Le brigadier haussa les épaules et, considérant Sicoche avec un air de pitié, reprit sentencieux :

— Vous n’y entendez rien, gendarmes. Un juge d’instruction n’appartient pas à la magistrature debout comme le procureur. Par conséquent, il doit rester toute sa vie dans la magistrature assise, mais il est exact qu’un magistrat comme M. Pradier peut arriver aux plus hautes situations, tel que président du Tribunal, conseiller à la Cour d’appel, à la Cour de cassation même.

— Ça, observa Sicoche admiratif, c’est ce qu’on appelle une situation. Préférable à celle de gendarme.

— Tout dépend de la manière de voir, fit le brigadier.

Cependant, les deux hommes, au détour du chemin, voyaient s’approcher plusieurs de leurs collègues dont le galon d’argent du képi scintillait à la lueur des lanternes que portait l’un d’eux. C’étaient les délégués de la brigade de Bouloire qui venaient, avec les agents en civil du Mans, à la rencontre de leurs collègues de Saint-Calais.

Un vieux brigadier, plus ancien encore que Boulinard, commandait le petite détachement et il expliqua à ses subordonnés :

— Voici les ordres qu’il s’agit d’exécuter. Nous sommes commandés de service pour aller les uns et les autres séparément, mais sans nous perdre de vue, afin de pouvoir nous prêter main-forte, au lieu dit de la Mare-aux-Oies, à trois kilomètres d’ici. Il s’agit de surveiller une bande d’individus suspects qui, depuis quelque temps, se donnent rendez-vous au bal public qui s’est installé à proximité dudit lieu de ladite Mare-aux-Oies.
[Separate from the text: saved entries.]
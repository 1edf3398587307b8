//! 寸法解析結果の表示

use crate::components::progress_bar::ProgressBar;
use leptos::prelude::*;
use optical_caliper_common::presentation::{
    ANALYSIS_EMPTY_MESSAGE, ANALYSIS_LOADING_MESSAGE, NO_CAD_FEATURES_MESSAGE,
};
use optical_caliper_common::{AnalysisResult, CadSource, DimensionRow, Session, ViewState};

/// 解析エリア（読み込み中/未実行/結果のどれか1つだけ）
#[component]
pub fn ResultsDisplay(session: RwSignal<Session>) -> impl IntoView {
    move || {
        session.with(|s| match ViewState::analysis(s) {
            ViewState::Loading => view! { <ProgressBar message=ANALYSIS_LOADING_MESSAGE /> }.into_any(),
            ViewState::Empty => view! {
                <div class="results-empty text-muted">{ANALYSIS_EMPTY_MESSAGE}</div>
            }
            .into_any(),
            ViewState::Populated(result) => view! { <AnalysisView result=result.clone() /> }.into_any(),
        })
    }
}

#[component]
fn AnalysisView(result: AnalysisResult) -> impl IntoView {
    let rows: Vec<_> = DimensionRow::collect(&result)
        .into_iter()
        .map(|row| {
            let reading = row.reading.map(|r| {
                format!("{} → {} ({})", r.start_tick, r.end_tick, r.calculation_note)
            });
            view! {
                <tr class:discrepancy=row.discrepancy>
                    <td>{row.dimension.label.clone()}</td>
                    <td>
                        {row.visual_text()}
                        <span class="confidence">{row.dimension.visual_confidence.clone()}</span>
                        {row.discrepancy.then(|| view! { <span class="badge badge-warning">"Differs"</span> })}
                        {reading.map(|text| view! { <div class="reading-note text-muted">{text}</div> })}
                    </td>
                    <td>{row.official_text()}</td>
                    <td>{row.source_text().to_string()}</td>
                </tr>
            }
        })
        .collect();

    let readings: Vec<_> = result
        .ruler_readings
        .iter()
        .map(|r| {
            view! {
                <li>
                    <strong>{r.dimension_label.clone()}": "</strong>
                    {format!("Start: {} → End: {}", r.start_tick, r.end_tick)}
                    <span class="text-muted">{format!(" ({})", r.calculation_note)}</span>
                </li>
            }
        })
        .collect();
    let has_readings = !readings.is_empty();

    let cad_rows: Vec<_> = result
        .cad_data
        .iter()
        .map(|item| {
            let official = item.source == CadSource::OfficialSpecs;
            view! {
                <tr>
                    <td>{item.feature.clone()}</td>
                    <td>{item.specification.clone()}</td>
                    <td class:official=official>
                        {official.then_some("🌐 ")}
                        {item.source.as_str()}
                    </td>
                </tr>
            }
        })
        .collect();
    let has_cad = !cad_rows.is_empty();

    view! {
        <div class="results-display">
            <div class="identity-card">
                <h3>"Identified Object"</h3>
                <p class="identified-name">
                    {result.identified_name.clone()}
                    {result.is_standard_product.then(|| view! {
                        <span class="badge badge-info">"Standard Product"</span>
                    })}
                </p>
                <p class="text-muted">{result.analysis_summary.clone()}</p>
            </div>

            <h3>"Dimensions Comparison"</h3>
            <table class="dimension-table">
                <thead>
                    <tr>
                        <th>"Dimension"</th>
                        <th>"Visual Measure"</th>
                        <th>"Official Spec"</th>
                        <th>"Source"</th>
                    </tr>
                </thead>
                <tbody>{rows}</tbody>
            </table>

            {has_readings.then(|| view! {
                <h3>"Visual Calculation Logic"</h3>
                <ul class="reading-list">{readings}</ul>
            })}

            <h3>"CAD Feature Specs"</h3>
            {if has_cad {
                view! {
                    <table class="cad-table">
                        <thead>
                            <tr>
                                <th>"Feature"</th>
                                <th>"Specification"</th>
                                <th>"Source"</th>
                            </tr>
                        </thead>
                        <tbody>{cad_rows}</tbody>
                    </table>
                }
                .into_any()
            } else {
                view! { <p class="text-muted">{NO_CAD_FEATURES_MESSAGE}</p> }.into_any()
            }}
        </div>
    }
}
Nous aurons sur place deux inspecteurs de la Sûreté du Mans, qui nous donneront les instructions définitives, et nous feront connaître les gens à arrêter s’il y a lieu.

Et le vieux brigadier, prenant familièrement le bras de son collègue Boulinard, ajouta, se penchant à son oreille :

— Je crois même que le juge d’instruction de Saint-Calais, votre nouveau juge, se trouvera présent.

— Sapristi, s’écria Boulinard, voilà ce que M. Morel n’aurait jamais fait.

— Il aurait eu bien trop peur, tout au moins pour ses rhumatismes, de s’aventurer dehors la nuit.

Puis, les chefs ayant donné encore à leurs hommes quelques instructions de détail, se remirent en marche, les précédant en direction de la Mare-aux-Oies.

***

Le bal qui s’était installé à proximité de Bouloire, à l’extrémité d’un champ, à la lisière d’un petit bois, était une nouveauté dans le pays. Des forains venus là, avec deux roulottes tramées par des chevaux étiques. Des hommes d’équipe avaient posé sur le sol une sorte de plancher qu’ils avaient surmonté d’une grande tente à peu près imperméable. Ils avaient disposé à l’intérieur un éclairage sommaire. Dans un angle de la tente, un comptoir de zinc avec quelques bouteilles de vin ou d’alcool, et de part et d’autre, ce comptoir était flanqué de barriques de cidre destinées, elles aussi, à étancher la soif de la future clientèle. Sur la porte, un écriteau : « Bal public ».

Puis, par des prospectus multicolores, les entrepreneurs avaient avisé le voisinage, à trois lieues à la ronde, que tous les soirs, de huit heures à onze heures, on pourrait venir danser à la Mare-aux-Oies moyennant un droit de dix centimes pour les cavaliers et de cinq centimes pour les dames.

Depuis quinze jours que le bal public était installé, et bien que ce fût la mauvaise saison, il faisait des affaires d’or. C’était en effet l’époque où les travailleurs de la terre ne sont pas très occupés et où celle-ci n’exige pas que l’on soit au travail aux premières lueurs du jour. Pourtant, le local où l’on conviait les danseurs à venir se réunir n’avait rien de bien engageant. Le plancher était raboteux, mal joint, l’orchestre uniquement constitué par un vieil orgue de Barbarie que tournait, le moins souvent possible, une espèce d’Arabe qui, dans la journée, allait essayer de vendre dans les fermes des peaux de biques et des tapis d’Orient. La caisse était tenue par une grosse femme à laquelle des cheveux blancs ne réussissaient pas à donner un air respectable.